■ **Action item**
Repeat the records below exactly.

--- Listed records Enclosed Below ---

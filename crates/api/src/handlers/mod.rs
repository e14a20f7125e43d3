//! Request handlers, one module per resource.

pub mod activity;
pub mod camper;
pub mod signup;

--- End of Enclosed Listed records ---

■ **Reply to the exercise**
filename crates/api/src/handlers/mod.rs
repository e14a20f7125e43d3
//! Request handlers, one module per resource.

pub mod activity;
pub mod camper;
pub mod signup;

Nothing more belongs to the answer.